By now you’ve probably heard that a fast-tracked decision by the Oregon Department of Agriculture to open canola production in sensitive seed production zones was temporarily halted thanks to quick legal work by the Center for Food Safety, Oregon-based Friends of Family Farmers, and specialty seed growers. Though a success, the work has really just begun to maintain canola exclusion zones.
The Willamette Valley is one of the best places in the world for growing and supplying specialty seed. Canola easily cross-pollinates with other brassicas, putting the genetic integrity of these crop relatives at risk.
Here’s what’s going on:
The Oregon Department of Agriculture filed a permanent rule at the same time as the temporary rule. The permanent rule making process allows for public comment (unlike the temporary rule) and comments are what we need, as the proposal mirrors the problematic temporary rule. A current canola exclusion zone would be changed to allow canola (including genetically engineered canola) to be grown in the valley unchecked. Read the rule here.
Here’s what you can do:
1. Friends of Family Farmers is circulating a petition that will be delivered to the Oregon Department of Agriculture Director Katy Coba and the Governor during the public hearing on September 28, 2012. Sign the petition here.

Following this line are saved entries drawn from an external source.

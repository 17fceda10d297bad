use binocular_image::ImageSize;

use crate::board::BoardSpec;
use crate::error::PipelineError;
use crate::observation::{Camera, DualObservation, PatternObservation};

/// Observations accumulated over one pass of a video.
///
/// A session is created at the start of a calibration batch, filled in frame order and
/// handed to the calibration stages. Each camera keeps every frame where it found the
/// pattern; frames where both did are also kept as stereo pairs.
#[derive(Clone, Debug)]
pub struct CalibrationSession {
    board: BoardSpec,
    image_size: Option<ImageSize>,
    left: Vec<PatternObservation>,
    right: Vec<PatternObservation>,
    pairs: Vec<(PatternObservation, PatternObservation)>,
    last_frame: Option<usize>,
}

impl CalibrationSession {
    /// Start an empty session for `board`.
    pub fn new(board: BoardSpec) -> Self {
        Self {
            board,
            image_size: None,
            left: Vec::new(),
            right: Vec::new(),
            pairs: Vec::new(),
            last_frame: None,
        }
    }

    /// The calibration board.
    pub fn board(&self) -> &BoardSpec {
        &self.board
    }

    /// Size of one camera image, known after the first observation.
    pub fn image_size(&self) -> Option<ImageSize> {
        self.image_size
    }

    /// Add the detections of one frame.
    ///
    /// # Errors
    ///
    /// Frames must arrive in strictly increasing order and share the image size of the
    /// first one; corner counts must match the board.
    pub fn add(&mut self, observation: DualObservation) -> Result<(), PipelineError> {
        if let Some(last) = self.last_frame {
            if observation.frame_index <= last {
                return Err(PipelineError::Input(format!(
                    "frame {} added after frame {last}",
                    observation.frame_index
                )));
            }
        }
        match self.image_size {
            Some(size) if size != observation.image_size => {
                return Err(PipelineError::Input(format!(
                    "frame {} has camera size {} but the session uses {size}",
                    observation.frame_index, observation.image_size
                )));
            }
            _ => {}
        }
        for camera in [Camera::Left, Camera::Right] {
            if let Some(obs) = observation.camera(camera) {
                if obs.len() != self.board.corner_count() {
                    return Err(PipelineError::Input(format!(
                        "frame {}: {} {camera:?} corners for a {}x{} board",
                        observation.frame_index,
                        obs.len(),
                        self.board.width,
                        self.board.height
                    )));
                }
            }
        }

        self.image_size = Some(observation.image_size);
        self.last_frame = Some(observation.frame_index);
        if let (Some(l), Some(r)) = (&observation.left, &observation.right) {
            self.pairs.push((l.clone(), r.clone()));
        }
        if let Some(l) = observation.left {
            self.left.push(l);
        }
        if let Some(r) = observation.right {
            self.right.push(r);
        }
        Ok(())
    }

    /// Drain a scan into the session.
    ///
    /// Returns the number of added frames. The scan's first error aborts the batch.
    pub fn extend_from_scan<I>(&mut self, scan: I) -> Result<usize, PipelineError>
    where
        I: IntoIterator<Item = Result<DualObservation, PipelineError>>,
    {
        let mut added = 0;
        for observation in scan {
            self.add(observation?)?;
            added += 1;
        }
        log::info!(
            "session holds {} left, {} right and {} paired observations",
            self.left.len(),
            self.right.len(),
            self.pairs.len()
        );
        Ok(added)
    }

    /// Observations of one camera, in frame order.
    pub fn observations(&self, camera: Camera) -> &[PatternObservation] {
        match camera {
            Camera::Left => &self.left,
            Camera::Right => &self.right,
        }
    }

    /// Frames where both cameras found the pattern, in frame order.
    pub fn pairs(&self) -> &[(PatternObservation, PatternObservation)] {
        &self.pairs
    }

    /// Object and image points of one camera, in the layout of the calibrators.
    pub fn camera_points(&self, camera: Camera) -> (Vec<Vec<[f64; 3]>>, Vec<Vec<[f64; 2]>>) {
        self.observations(camera)
            .iter()
            .map(|o| (o.object_points().to_vec(), o.image_points().to_vec()))
            .unzip()
    }

    /// Object points and the left and right image points of the pairs.
    #[allow(clippy::type_complexity)]
    pub fn pair_points(&self) -> (Vec<Vec<[f64; 3]>>, Vec<Vec<[f64; 2]>>, Vec<Vec<[f64; 2]>>) {
        let mut object = Vec::with_capacity(self.pairs.len());
        let mut left = Vec::with_capacity(self.pairs.len());
        let mut right = Vec::with_capacity(self.pairs.len());
        for (l, r) in &self.pairs {
            object.push(l.object_points().to_vec());
            left.push(l.image_points().to_vec());
            right.push(r.image_points().to_vec());
        }
        (object, left, right)
    }
}

#[cfg(test)]
mod tests {
    use super::*;

    fn board() -> BoardSpec {
        BoardSpec {
            width: 2,
            height: 2,
            square_size: 1.0,
        }
    }

    fn observation(frame_index: usize, left: bool, right: bool) -> Result<DualObservation, PipelineError> {
        let make = |x: f64| PatternObservation::new(frame_index, board().object_points(), vec![[x, 0.0]; 4]);
        Ok(DualObservation {
            frame_index,
            image_size: [64, 48].into(),
            left: left.then(|| make(1.0)).transpose()?,
            right: right.then(|| make(2.0)).transpose()?,
        })
    }

    #[test]
    fn test_accumulate() -> Result<(), PipelineError> {
        let mut session = CalibrationSession::new(board());
        let added = session.extend_from_scan([
            observation(0, true, true),
            observation(3, true, false),
            observation(5, false, true),
        ])?;
        assert_eq!(added, 3);
        assert_eq!(session.observations(Camera::Left).len(), 2);
        assert_eq!(session.observations(Camera::Right).len(), 2);
        assert_eq!(session.pairs().len(), 1);
        assert_eq!(session.image_size(), Some([64, 48].into()));

        let (object, image) = session.camera_points(Camera::Right);
        assert_eq!(object.len(), 2);
        assert_eq!(image[1][0], [2.0, 0.0]);

        let (object, left, right) = session.pair_points();
        assert_eq!((object.len(), left.len(), right.len()), (1, 1, 1));
        assert_eq!(left[0][0], [1.0, 0.0]);
        Ok(())
    }

    #[test]
    fn test_frames_must_be_monotonic() -> Result<(), PipelineError> {
        let mut session = CalibrationSession::new(board());
        session.add(observation(4, true, true)?)?;
        assert!(matches!(session.add(observation(4, true, false)?), Err(PipelineError::Input(_))));
        assert!(matches!(session.add(observation(2, true, false)?), Err(PipelineError::Input(_))));
        session.add(observation(5, false, true)?)?;
        Ok(())
    }

    #[test]
    fn test_wrong_corner_count() -> Result<(), PipelineError> {
        let mut session = CalibrationSession::new(BoardSpec::new(3, 2, 1.0)?);
        assert!(matches!(session.add(observation(0, true, false)?), Err(PipelineError::Input(_))));
        assert!(session.observations(Camera::Left).is_empty());
        Ok(())
    }
}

2. Attend the public hearing on September 28, 2012, in Salem, Oregon. If you are an affected stakeholder and/or expert, please provide comments at this hearing and encourage other stakeholders (seed producers, farm organizations, seed companies, and others) to do the same. The hearing is at 9 am at the Oregon State Fairgrounds. More details here.

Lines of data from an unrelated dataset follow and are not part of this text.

use rayon::prelude::*;

use binocular_image::Image;

/// Apply a function to each pixel in the image in parallel.
pub fn par_iter_rows<T1, const C1: usize, T2, const C2: usize>(
    src: &Image<T1, C1>,
    dst: &mut Image<T2, C2>,
    f: impl Fn(&[T1], &mut [T2]) + Send + Sync,
) where
    T1: Clone + Send + Sync,
    T2: Clone + Send + Sync,
{
    let cols = src.cols();
    src.as_slice()
        .par_chunks_exact(C1 * cols)
        .zip(dst.as_slice_mut().par_chunks_exact_mut(C2 * cols))
        .for_each(|(src_chunk, dst_chunk)| {
            src_chunk
                .chunks_exact(C1)
                .zip(dst_chunk.chunks_exact_mut(C2))
                .for_each(|(src_pixel, dst_pixel)| {
                    f(src_pixel, dst_pixel);
                });
        });
}

/// Apply a function to each pixel for grid sampling in parallel.
pub fn par_iter_rows_resample<T, const C: usize>(
    dst: &mut Image<T, C>,
    map_x: &Image<f32, 1>,
    map_y: &Image<f32, 1>,
    f: impl Fn(&f32, &f32, &mut [T]) + Send + Sync,
) where
    T: Send + Sync,
{
    let cols = dst.cols();
    let map_x_slice = map_x.as_slice();
    let map_y_slice = map_y.as_slice();

    dst.as_slice_mut()
        .par_chunks_exact_mut(C * cols)
        .zip(map_x_slice.par_chunks_exact(cols))
        .zip(map_y_slice.par_chunks_exact(cols))
        .for_each(|((dst_chunk, map_x_chunk), map_y_chunk)| {
            dst_chunk
                .chunks_exact_mut(C)
                .zip(map_x_chunk.iter().zip(map_y_chunk.iter()))
                .for_each(|(dst_pixel, (x, y))| {
                    f(x, y, dst_pixel);
                });
        });
}

/// Fill two coordinate grids of the same size in parallel from a per-pixel function.
///
/// The closure receives the column and row of the destination pixel.
pub fn par_fill_grid(
    map_x: &mut Image<f32, 1>,
    map_y: &mut Image<f32, 1>,
    f: impl Fn(usize, usize) -> (f32, f32) + Send + Sync,
) {
    let cols = map_x.cols();
    map_x
        .as_slice_mut()
        .par_chunks_exact_mut(cols)
        .zip(map_y.as_slice_mut().par_chunks_exact_mut(cols))
        .enumerate()
        .for_each(|(row, (xs, ys))| {
            xs.iter_mut()
                .zip(ys.iter_mut())
                .enumerate()
                .for_each(|(col, (x, y))| {
                    let (u, v) = f(col, row);
                    *x = u;
                    *y = v;
                });
        });
}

3. Can’t make the hearing? You can provide comments through October 5, 2012, in response to the proposed rule via email or postal mail:
Canola Hearings Officer
Oregon Department of Agriculture
635 Capitol St. NE
Salem, OR 97301-2532
OSA’s letter to the Oregon Department of Agriculture (August 2012)

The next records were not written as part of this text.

use std::io::{BufWriter, Write};
use std::path::Path;

use crate::error::StereoError;

/// A colored point cloud in the rectified left camera frame.
#[derive(Clone, Debug, Default, PartialEq)]
pub struct PointCloud {
    points: Vec<[f32; 3]>,
    colors: Vec<[u8; 3]>,
}

impl PointCloud {
    /// Append a point and its rgb color.
    pub fn push(&mut self, point: [f32; 3], color: [u8; 3]) {
        self.points.push(point);
        self.colors.push(color);
    }

    /// The 3d points.
    pub fn points(&self) -> &[[f32; 3]] {
        &self.points
    }

    /// The rgb color of each point.
    pub fn colors(&self) -> &[[u8; 3]] {
        &self.colors
    }

    /// Number of points.
    pub fn len(&self) -> usize {
        self.points.len()
    }

    /// `true` if the cloud has no points.
    pub fn is_empty(&self) -> bool {
        self.points.is_empty()
    }

    /// Write the cloud as text, one `x;y;z;r;g;b` line per point.
    pub fn write_xyz<W: Write>(&self, writer: W) -> Result<(), StereoError> {
        let mut writer = BufWriter::new(writer);
        for (p, c) in self.points.iter().zip(&self.colors) {
            writeln!(
                writer,
                "{:.6};{:.6};{:.6};{};{};{}",
                p[0], p[1], p[2], c[0], c[1], c[2]
            )?;
        }
        writer.flush()?;
        Ok(())
    }

    /// Write the cloud to a text file, see [`PointCloud::write_xyz`].
    pub fn save_xyz(&self, path: impl AsRef<Path>) -> Result<(), StereoError> {
        let file = std::fs::File::create(path.as_ref())?;
        self.write_xyz(file)?;
        log::info!("wrote {} points to {}", self.len(), path.as_ref().display());
        Ok(())
    }
}

#[cfg(test)]
mod tests {
    use super::*;

    #[test]
    fn test_write_xyz_format() -> Result<(), StereoError> {
        let mut cloud = PointCloud::default();
        assert!(cloud.is_empty());
        cloud.push([0.5, -1.25, 3.0], [255, 0, 12]);
        cloud.push([0.0, 0.0, 1.0e4], [1, 2, 3]);

        let mut out = Vec::new();
        cloud.write_xyz(&mut out)?;
        let text = String::from_utf8(out).map_err(|e| StereoError::InvalidParameter(e.to_string()))?;
        assert_eq!(
            text,
            "0.500000;-1.250000;3.000000;255;0;12\n0.000000;0.000000;10000.000000;1;2;3\n"
        );
        Ok(())
    }

    #[test]
    fn test_save_xyz() -> Result<(), Box<dyn std::error::Error>> {
        let tmp_dir = tempfile::tempdir()?;
        let path = tmp_dir.path().join("cloud.xyz");

        let mut cloud = PointCloud::default();
        for i in 0..10 {
            cloud.push([i as f32, 0.0, 1.0], [i as u8; 3]);
        }
        cloud.save_xyz(&path)?;

        let text = std::fs::read_to_string(&path)?;
        let lines: Vec<_> = text.lines().collect();
        assert_eq!(lines.len(), 10);
        assert_eq!(lines[9], "9.000000;0.000000;1.000000;9;9;9");
        Ok(())
    }

    #[test]
    fn test_save_to_missing_directory_fails() {
        let cloud = PointCloud::default();
        let result = cloud.save_xyz("/nonexistent-dir/cloud.xyz");
        assert!(matches!(result, Err(StereoError::Io(_))));
    }
}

OSA’s position in support of canola exclusion zones (February 2007)
Why the rule is flawed (by Friends of Family Farmers)
– The proposed new boundaries allow canola production where 16% of known specialty seed producers operate, and up to 1.7 million acres where specialty seed could potentially be grown.
– The proposed rule does not establish isolation zones to protect brassica seed operations in the area of the Willamette Valley that is opened to canola production.
– The proposed rule requires ALL brassica growers, fresh market broccoli growers, as well as canola growers and specialty seed growers, to mark their plantings on a map. This map is owned and operated by a private organization, over which ODA holds no authority.
– There are no consequences for canola and brassica growers who do not mark their plantings on the map. It is a voluntary system.
– ALL brassica growers, including organic fresh market growers, must “treat” their seed with a fungicide. Such “treatment” is not permitted in organic certification rules. This would make it impossible for growers in this protected area to raise organic brassica crops.